#### Task description
Copy out each line below in which the string "NavigationError" appears.

#### Study material

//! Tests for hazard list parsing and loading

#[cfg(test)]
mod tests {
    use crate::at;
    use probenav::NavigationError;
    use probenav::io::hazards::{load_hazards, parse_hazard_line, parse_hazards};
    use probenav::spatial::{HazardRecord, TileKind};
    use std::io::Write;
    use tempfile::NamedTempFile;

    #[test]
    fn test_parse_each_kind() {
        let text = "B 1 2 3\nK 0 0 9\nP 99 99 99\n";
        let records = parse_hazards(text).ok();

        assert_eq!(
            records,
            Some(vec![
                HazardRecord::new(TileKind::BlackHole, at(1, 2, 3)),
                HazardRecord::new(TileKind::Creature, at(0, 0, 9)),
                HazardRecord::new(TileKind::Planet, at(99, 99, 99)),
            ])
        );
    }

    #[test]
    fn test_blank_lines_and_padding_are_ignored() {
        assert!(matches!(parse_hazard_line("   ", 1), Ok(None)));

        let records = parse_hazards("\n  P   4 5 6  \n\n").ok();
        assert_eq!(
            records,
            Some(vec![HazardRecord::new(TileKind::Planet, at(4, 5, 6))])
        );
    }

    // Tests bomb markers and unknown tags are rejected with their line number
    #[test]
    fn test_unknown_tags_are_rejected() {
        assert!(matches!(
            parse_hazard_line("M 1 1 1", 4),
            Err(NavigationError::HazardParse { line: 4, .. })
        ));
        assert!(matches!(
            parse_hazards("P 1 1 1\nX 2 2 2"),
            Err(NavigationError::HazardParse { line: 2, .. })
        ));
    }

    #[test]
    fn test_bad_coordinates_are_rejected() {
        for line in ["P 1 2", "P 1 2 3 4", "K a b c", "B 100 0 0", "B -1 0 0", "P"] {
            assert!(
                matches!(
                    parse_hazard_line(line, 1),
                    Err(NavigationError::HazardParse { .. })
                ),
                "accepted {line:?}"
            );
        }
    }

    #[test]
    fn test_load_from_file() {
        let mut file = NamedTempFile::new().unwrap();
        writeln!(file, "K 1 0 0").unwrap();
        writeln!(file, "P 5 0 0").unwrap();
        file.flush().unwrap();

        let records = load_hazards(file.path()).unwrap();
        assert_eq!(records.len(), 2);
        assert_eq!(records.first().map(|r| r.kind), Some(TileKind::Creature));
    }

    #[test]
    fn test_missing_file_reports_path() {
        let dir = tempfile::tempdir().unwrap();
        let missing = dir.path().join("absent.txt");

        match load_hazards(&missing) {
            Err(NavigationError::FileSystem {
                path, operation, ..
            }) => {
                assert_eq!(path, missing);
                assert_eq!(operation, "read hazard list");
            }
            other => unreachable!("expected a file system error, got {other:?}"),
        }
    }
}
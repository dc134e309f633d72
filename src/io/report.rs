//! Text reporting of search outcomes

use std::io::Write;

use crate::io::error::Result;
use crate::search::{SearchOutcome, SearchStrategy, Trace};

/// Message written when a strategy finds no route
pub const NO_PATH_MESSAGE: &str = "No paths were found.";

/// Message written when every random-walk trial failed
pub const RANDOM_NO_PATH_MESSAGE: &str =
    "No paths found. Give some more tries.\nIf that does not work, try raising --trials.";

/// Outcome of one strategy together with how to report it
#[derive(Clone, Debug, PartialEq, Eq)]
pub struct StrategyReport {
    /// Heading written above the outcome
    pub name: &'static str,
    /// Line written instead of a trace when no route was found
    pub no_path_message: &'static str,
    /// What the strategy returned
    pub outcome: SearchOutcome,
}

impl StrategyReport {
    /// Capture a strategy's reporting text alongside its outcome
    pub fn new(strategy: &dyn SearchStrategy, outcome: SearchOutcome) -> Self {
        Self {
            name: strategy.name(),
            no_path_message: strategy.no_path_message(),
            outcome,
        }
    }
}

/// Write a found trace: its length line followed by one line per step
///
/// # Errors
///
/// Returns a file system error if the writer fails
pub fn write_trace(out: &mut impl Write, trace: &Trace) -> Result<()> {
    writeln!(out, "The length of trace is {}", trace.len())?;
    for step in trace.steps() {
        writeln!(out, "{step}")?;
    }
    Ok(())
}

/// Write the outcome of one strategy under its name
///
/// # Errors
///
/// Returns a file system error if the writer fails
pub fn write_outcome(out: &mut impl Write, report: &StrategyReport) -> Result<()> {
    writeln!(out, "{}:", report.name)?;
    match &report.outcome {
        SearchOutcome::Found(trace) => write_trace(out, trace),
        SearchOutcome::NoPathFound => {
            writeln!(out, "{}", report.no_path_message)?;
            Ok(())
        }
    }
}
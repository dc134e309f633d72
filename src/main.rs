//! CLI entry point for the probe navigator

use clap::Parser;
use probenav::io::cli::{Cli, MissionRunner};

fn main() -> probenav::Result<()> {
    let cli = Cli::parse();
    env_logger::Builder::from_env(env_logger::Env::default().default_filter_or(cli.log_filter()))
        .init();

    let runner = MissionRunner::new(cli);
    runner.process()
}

#### Reply to the exercise
    use probenav::NavigationError;
            Err(NavigationError::HazardParse { line: 4, .. })
            Err(NavigationError::HazardParse { line: 2, .. })
                    Err(NavigationError::HazardParse { .. })
            Err(NavigationError::FileSystem {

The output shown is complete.